The internet is full of answers, and some of them might even be true. For almost 20 years, the the Newton BBS has been a source of answers to science questions that may be accessed directly via the Web as well as through telnet (no public telnet access any more, sorry). The Newton BBS "Ask A Scientist" archive has answers from 15 science fields, from astronomy to zoology, for a total of more than 20,000 questions answered. This was covered previously, and the site is aimed at teachers and students from grades K-12, so io9's Ask a Physicist questions (with answers from Dr. Dave Goldberg) might be more engaging. See also: MIT's Ask An Engineer.
posted by filthy light thief (4 comments total) 19 users marked this as a favorite

 
Also cool, in this vein: Science Tracer Bullets from the LoC.
posted by carsonb at 1:29 PM on September 9, 2010 [1 favorite]
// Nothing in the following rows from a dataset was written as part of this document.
// Author: Dustin Pilgrim
// License: MIT

use indexmap::IndexMap;
use serde::Deserialize;

use super::Section;
use crate::ast::{Value, ValueKind};
use crate::resolver;
use crate::XclError;

/// Serialized shape of a [`Section`]. A child's name lives only in its
/// parent's map key.
#[derive(Deserialize)]
pub(super) struct SectionRepr {
    #[serde(default)]
    attributes: IndexMap<String, Value>,
    #[serde(default)]
    sections: IndexMap<String, Section>,
}

impl TryFrom<SectionRepr> for Section {
    type Error = XclError;

    /// Rebuild a root from its serialized shape, rejecting names the text
    /// format could not express. The result starts dirty.
    fn try_from(repr: SectionRepr) -> Result<Self, Self::Error> {
        if let Some(key) = repr.attributes.keys().find(|k| !resolver::is_valid_key(k)) {
            return Err(invalid_name(key, "Not a valid key"));
        }

        let mut sections = IndexMap::with_capacity(repr.sections.len());
        for (name, mut child) in repr.sections {
            if !resolver::is_valid_section_name(&name) {
                return Err(invalid_name(&name, "Not a valid section name"));
            }
            child.name = name.clone();
            sections.insert(name, child);
        }

        Ok(Section::from_parts(String::new(), repr.attributes, sections, true))
    }
}

fn invalid_name(name: &str, message: &str) -> XclError {
    XclError::InvalidName {
        name: name.to_string(),
        message: message.into(),
        hint: None,
        code: Some(311),
    }
}

// Conversions are strict: a value only converts to the type its tag names.
// The path is filled in by the caller.

impl TryFrom<Value> for String {
    type Error = XclError;

    fn try_from(value: Value) -> Result<Self, Self::Error> {
        match value {
            Value::String(s) => Ok(s),
            other => Err(XclError::type_mismatch("", ValueKind::String, other.kind())),
        }
    }
}

impl TryFrom<Value> for i64 {
    type Error = XclError;

    fn try_from(value: Value) -> Result<Self, Self::Error> {
        match value {
            Value::Int(n) => Ok(n),
            other => Err(XclError::type_mismatch("", ValueKind::Int, other.kind())),
        }
    }
}

impl TryFrom<Value> for u64 {
    type Error = XclError;

    fn try_from(value: Value) -> Result<Self, Self::Error> {
        match value {
            Value::UInt(n) => Ok(n),
            other => Err(XclError::type_mismatch("", ValueKind::UInt, other.kind())),
        }
    }
}

impl TryFrom<Value> for f32 {
    type Error = XclError;

    fn try_from(value: Value) -> Result<Self, Self::Error> {
        match value {
            Value::Float(n) => Ok(n),
            other => Err(XclError::type_mismatch("", ValueKind::Float, other.kind())),
        }
    }
}

impl TryFrom<Value> for f64 {
    type Error = XclError;

    fn try_from(value: Value) -> Result<Self, Self::Error> {
        match value {
            Value::Double(n) => Ok(n),
            other => Err(XclError::type_mismatch("", ValueKind::Double, other.kind())),
        }
    }
}
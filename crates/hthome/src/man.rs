//! Man page layout, shared with `build.rs`.

use clap::Command;

/// Subcommands that only make sense typed at a shell prompt.
const SKIPPED: &[&str] = &["completions", "help"];

/// Flatten `root` into one `(page name, command)` pair per man page, parents
/// first. Nested commands are renamed `parent-child` so `man hthome-light-on`
/// resolves.
pub fn pages(root: &Command) -> Vec<(String, Command)> {
    let mut out = Vec::new();
    collect(root.clone(), &mut out);
    out
}

fn collect(cmd: Command, out: &mut Vec<(String, Command)>) {
    let name = cmd.get_name().to_owned();
    let children: Vec<Command> = cmd
        .get_subcommands()
        .filter(|sub| !sub.is_hide_set() && !SKIPPED.contains(&sub.get_name()))
        .map(|sub| sub.clone().name(format!("{name}-{}", sub.get_name())))
        .collect();

    out.push((name, cmd));
    for child in children {
        collect(child, out);
    }
}

pub fn render(cmd: &Command) -> std::io::Result<Vec<u8>> {
    let mut buf = Vec::new();
    clap_mangen::Man::new(cmd.clone()).render(&mut buf)?;
    Ok(buf)
}

#[cfg(test)]
mod tests {
    use clap::CommandFactory;

    use super::*;
    use crate::cli::Cli;

    fn page_names() -> Vec<String> {
        pages(&Cli::command()).into_iter().map(|(name, _)| name).collect()
    }

    #[test]
    fn root_page_comes_first() {
        assert_eq!(page_names().first().map(String::as_str), Some("hthome"));
    }

    #[test]
    fn nested_commands_get_their_own_page() {
        let names = page_names();
        for expected in [
            "hthome-devices-list",
            "hthome-light-status",
            "hthome-light-on",
            "hthome-watch",
            "hthome-config-set-password",
        ] {
            assert!(names.iter().any(|n| n == expected), "missing {expected}: {names:?}");
        }
    }

    #[test]
    fn completions_have_no_page() {
        assert!(
            !page_names().iter().any(|n| n.starts_with("hthome-completions")),
            "{:?}",
            page_names()
        );
    }

    #[test]
    fn rendered_page_carries_the_about_text() {
        let (_, light) = pages(&Cli::command())
            .into_iter()
            .find(|(name, _)| name == "hthome-light")
            .unwrap();
        let page = String::from_utf8(render(&light).unwrap()).unwrap();
        assert!(page.contains("Read or switch a light"), "{page}");
    }
}
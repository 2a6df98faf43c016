// hthome-api: Async Rust client for the HT Home Service smart-home cloud

pub mod client;
pub mod credential;
mod devices;
pub mod error;
pub mod kind;
pub mod models;
pub mod session;
pub mod transport;

pub use client::{HtClient, decode_json, ensure_success};
pub use credential::{CredentialCodec, Credentials};
pub use error::{AuthError, DecodeError, Error, RefreshError, TransportError};
pub use kind::{DeviceKind, Light, Power};
pub use models::{DeviceCategory, DeviceDetail, DeviceRecord, HouseholdContext, StatusEntry};
pub use session::{SessionManager, SessionPhase, SessionState, Token};
pub use transport::{DEFAULT_BASE_URL, TransportConfig};

pub use reqwest::StatusCode;
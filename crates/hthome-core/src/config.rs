// ── Runtime session configuration ──
//
// Describes *how* to talk to HT Home Service: credentials, polling cadence
// and transport tuning. Never touches disk; hthome-config (or any other
// host) builds one and hands it to `Platform`.

use std::time::Duration;

use hthome_api::{Credentials, TransportConfig};
use secrecy::ExposeSecret;

use crate::error::CoreError;

/// Validated configuration for one session.
#[derive(Debug, Clone)]
pub struct SessionConfig {
    pub credentials: Credentials,
    /// Interval between two state polls of the same device.
    pub poll_interval: Duration,
    pub transport: TransportConfig,
    /// Publish the commanded state right after a successful command instead
    /// of waiting for the next poll.
    pub optimistic_updates: bool,
}

impl SessionConfig {
    /// Validate the required fields.
    ///
    /// The identifier and secret must be non-empty and the poll interval
    /// strictly positive.
    pub fn new(credentials: Credentials, poll_interval: Duration) -> Result<Self, CoreError> {
        if credentials.id().trim().is_empty() {
            return Err(CoreError::Config {
                message: "id must not be empty".into(),
            });
        }
        if credentials.password().expose_secret().is_empty() {
            return Err(CoreError::Config {
                message: "password must not be empty".into(),
            });
        }
        if poll_interval.is_zero() {
            return Err(CoreError::Config {
                message: "device state refresh interval must be greater than zero".into(),
            });
        }

        Ok(Self {
            credentials,
            poll_interval,
            transport: TransportConfig::default(),
            optimistic_updates: false,
        })
    }

    pub fn with_transport(mut self, transport: TransportConfig) -> Self {
        self.transport = transport;
        self
    }

    pub fn with_optimistic_updates(mut self, enabled: bool) -> Self {
        self.optimistic_updates = enabled;
        self
    }
}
I'm quite fond of Ask A Biologist.
posted by ambulocetus at 6:04 PM on September 9, 2010


Oh, that reminded me of another one I had floating around the bookmarks folder: Ask an Astrobiologist!
posted by carsonb at 9:56 PM on September 9, 2010


Thanks for the additions, carsonb - I was sure there were more interesting sites of the sort around, but I didn't find much of interest.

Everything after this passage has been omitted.